Fakat bu ikili denklem nedeniyle üretim büyük darbe aldı. Birçok iş adamımız üretimini Mısır dahil başka ülkelere çekti. Yüzlerce işçi ile yapılacak ithal mallara karşı pahalı olan üretimin riskini taşımak istemeyen sanayici, daha ucuz olan ithal mallara yönelip üreticilikten vazgeçerek ithalatçı durumuna dönüştü. Türkiye özellikle ara mallar dahil ciddi bir ithalat cenneti oldu. Tamam bu oldu ama aynı zamanda da ciddi cari açıklar verir duruma geldik. Sevinmemiz gereken dünyanın en büyük büyüme oranlarına dahi sevinemeyip nasıl büyümeyi düşürürüz diye düşünür olduk.

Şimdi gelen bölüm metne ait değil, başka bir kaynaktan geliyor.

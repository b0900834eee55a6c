use std::fmt;
use std::net::IpAddr;
use std::time::{SystemTime, UNIX_EPOCH};

use crate::world::avatar::{normalize_avatar, AvatarError, AvatarImage};

pub const MAX_PLAYERS: usize = 32;
pub const MAX_TAG_BYTES: usize = 31;

/// Rectangle of spawn positions, inclusive on both ends.
#[derive(Debug, Clone, Copy, PartialEq, Eq)]
pub struct SpawnArea {
    pub min_x: i32,
    pub min_y: i32,
    pub max_x: i32,
    pub max_y: i32,
}

impl SpawnArea {
    pub fn contains(&self, x: i32, y: i32) -> bool {
        x >= self.min_x && x <= self.max_x && y >= self.min_y && y <= self.max_y
    }
}

impl Default for SpawnArea {
    fn default() -> Self {
        Self {
            min_x: 100,
            min_y: 100,
            max_x: 400,
            max_y: 400,
        }
    }
}

#[derive(Debug, Clone, Copy)]
pub(crate) struct SpawnRng {
    state: u64,
}

impl SpawnRng {
    fn from_time() -> Self {
        let seed = SystemTime::now()
            .duration_since(UNIX_EPOCH)
            .map(|duration| duration.as_nanos() as u64)
            .unwrap_or(0x9e3779b97f4a7c15);
        Self { state: seed }
    }

    fn from_seed(seed: u64) -> Self {
        let seed = if seed == 0 { 0x9e3779b97f4a7c15 } else { seed };
        Self { state: seed }
    }

    fn roll_range(&mut self, min: i32, max: i32) -> i32 {
        if min >= max {
            return min;
        }
        self.state = self
            .state
            .wrapping_mul(6364136223846793005)
            .wrapping_add(1);
        let span = (max as i64 - min as i64 + 1) as u64;
        let value = ((self.state >> 32) as u64) % span;
        min + value as i32
    }
}

/// One registered presence. Rows outlive their connection; `connected`
/// flips instead of the row being removed.
#[derive(Debug)]
pub struct Player {
    pub identity: u32,
    pub player_id: u32,
    pub tag: String,
    pub pos_x: i32,
    pub pos_y: i32,
    pub avatar: Option<AvatarImage>,
    pub connected: bool,
    pub sprite_created: bool,
    pub sprite_dirty: bool,
}

impl Player {
    fn new(identity: u32, player_id: u32, pos_x: i32, pos_y: i32) -> Self {
        Self {
            identity,
            player_id,
            tag: String::new(),
            pos_x,
            pos_y,
            avatar: None,
            connected: false,
            sprite_created: false,
            sprite_dirty: false,
        }
    }

    /// Normalizes and swaps in a new avatar. On failure the previous avatar
    /// stays untouched and the dirty flag is left alone.
    pub fn set_avatar(
        &mut self,
        pixels: &[u8],
        width: u32,
        height: u32,
        channels: u8,
    ) -> Result<(), AvatarError> {
        let image = normalize_avatar(pixels, width, height, channels)?;
        self.avatar = Some(image);
        self.sprite_dirty = true;
        Ok(())
    }

    pub fn set_tag(&mut self, raw: &[u8]) {
        self.tag = sanitize_tag(raw);
    }
}

#[derive(Debug, Clone, Copy, PartialEq, Eq)]
pub struct TableFull;

impl fmt::Display for TableFull {
    fn fmt(&self, f: &mut fmt::Formatter<'_>) -> fmt::Result {
        write!(f, "player table is full")
    }
}

/// Bounded roster of every identity that ever registered. Shared across
/// connection threads as `Arc<Mutex<PlayerTable>>`; callers hold the lock
/// for the whole find-or-create sequence and never across network I/O.
#[derive(Debug)]
pub struct PlayerTable {
    players: Vec<Player>,
    next_player_id: u32,
    capacity: usize,
    spawn_area: SpawnArea,
    rng: SpawnRng,
}

impl PlayerTable {
    pub fn new(capacity: usize, spawn_area: SpawnArea) -> Self {
        Self {
            players: Vec::with_capacity(capacity),
            next_player_id: 1,
            capacity,
            spawn_area,
            rng: SpawnRng::from_time(),
        }
    }

    pub fn with_seed(capacity: usize, spawn_area: SpawnArea, seed: u64) -> Self {
        Self {
            rng: SpawnRng::from_seed(seed),
            ..Self::new(capacity, spawn_area)
        }
    }

    pub fn len(&self) -> usize {
        self.players.len()
    }

    pub fn is_empty(&self) -> bool {
        self.players.is_empty()
    }

    /// Read view for the rendering collaborator. The caller owns the lock
    /// while it walks the slice.
    pub fn players(&self) -> &[Player] {
        &self.players
    }

    pub fn find_by_identity(&self, identity: u32) -> Option<&Player> {
        self.players.iter().find(|player| player.identity == identity)
    }

    pub fn find_by_identity_mut(&mut self, identity: u32) -> Option<&mut Player> {
        self.players
            .iter_mut()
            .find(|player| player.identity == identity)
    }

    /// Returns the existing row for `identity` or appends a fresh one with
    /// the next player id and a random spawn position. Ids are never reused.
    pub fn ensure(&mut self, identity: u32) -> Result<&mut Player, TableFull> {
        if let Some(index) = self
            .players
            .iter()
            .position(|player| player.identity == identity)
        {
            return Ok(&mut self.players[index]);
        }

        if self.players.len() >= self.capacity {
            return Err(TableFull);
        }

        let player_id = self.next_player_id;
        self.next_player_id += 1;
        let pos_x = self.rng.roll_range(self.spawn_area.min_x, self.spawn_area.max_x);
        let pos_y = self.rng.roll_range(self.spawn_area.min_y, self.spawn_area.max_y);
        self.players
            .push(Player::new(identity, player_id, pos_x, pos_y));

        let index = self.players.len() - 1;
        Ok(&mut self.players[index])
    }

    pub fn mark_disconnected(&mut self, identity: u32) {
        if let Some(player) = self.find_by_identity_mut(identity) {
            player.connected = false;
        }
    }

    /// Called by the rendering collaborator once a presentation resource
    /// matches the stored avatar again. Returns false for unknown ids.
    pub fn mark_sprite_synced(&mut self, player_id: u32) -> bool {
        match self
            .players
            .iter_mut()
            .find(|player| player.player_id == player_id)
        {
            Some(player) => {
                player.sprite_created = true;
                player.sprite_dirty = false;
                true
            }
            None => false,
        }
    }
}

/// Table key for a peer: IPv4 octets as a big-endian u32. IPv4-mapped IPv6
/// collapses to the mapped address; other IPv6 addresses fold their four
/// 4-byte words together with XOR.
pub fn identity_from_ip(ip: IpAddr) -> u32 {
    match ip {
        IpAddr::V4(v4) => u32::from(v4),
        IpAddr::V6(v6) => {
            if let Some(mapped) = v6.to_ipv4_mapped() {
                return u32::from(mapped);
            }
            v6.octets()
                .chunks(4)
                .fold(0u32, |acc, word| {
                    acc ^ u32::from_be_bytes([word[0], word[1], word[2], word[3]])
                })
        }
    }
}

/// Keeps printable ASCII only and caps the result at `MAX_TAG_BYTES`.
pub fn sanitize_tag(raw: &[u8]) -> String {
    raw.iter()
        .copied()
        .filter(|byte| byte.is_ascii_graphic() || *byte == b' ')
        .take(MAX_TAG_BYTES)
        .map(char::from)
        .collect()
}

Yüksek büyüme aramal ithalatı ile sağlandığı için büyüme arttıkça cari açık da arttı.
Bunun çözümü için kur rejiminin değiştirilmesi gerektiğini bir çok defa yazarak alt ve üst kanal seviyeleri belirlenmiş bir kur çipası sistemine geçilmesini bir çok yazımda çözüm olarak önermiştim. Türk Lirası'nın aşırı değerlenmesinin önüne geçilmesinin izahını yapmıştım. Kurları ilk anda yukarı çekecek bu yöntem nedeniyle enflasyonda kur artışından kaynaklanan bir artış olacağını ama ekonomik sistemin kurtulacağını anlatmıştım.
Merkez Bankası'nın yeni başkanı Erdem Başçı ile birlikte, kur rejimi değişikliğine gidilmese de, döviz alım ihaleleri ve munzam artışları ile kur seviyeleri yukarı çekilmeye çalışıldı. Şimdi de kontrol kaçıp da daha fazla yükselmemesi istenilen kur düzeylerini frenlemek için faizlerde bir bant aralığı uygulanmaya başlandı. Yani benim kur çipası bir nevi faizler için uygulanır oldu:)
Neyse tüm bu gelişmeler, artan kur ile pahalılaşan ithalat ve enerji maliyetleri enflasyonu da yukarı çekti. Ama 2012 ilk çeyrek sonrasında kur ve faiz düzeylerinin gevşemeye başlamasını, artan kur ve faiz nedeniyle düşen talebin fiyatları düşüreceğini, bu nedenle ulaşılan yüz de 13 civarı enflasyon seviyesinin ilk çeyrekten sonra ciddi şekilde düşmeye başlamasını bekliyorum. 2012 için ortalama enflasyon seviyesinin yüz de 6-8 arasında tamamlanmasını bekliyorum. Yüz de 5 enflasyon hedefinin ancak, AB'nin düzlüğe çıkması ile 2013 yılında görülebileceğini düşünüyorum. Ama dediğim gibi, 2012'de enflasyonun düşme seyrine başlaması beklentisindeyim. Yıl sonu rakamlar beklentilerimin altında olabilir ama üstünde olmaz düşüncesindeyim.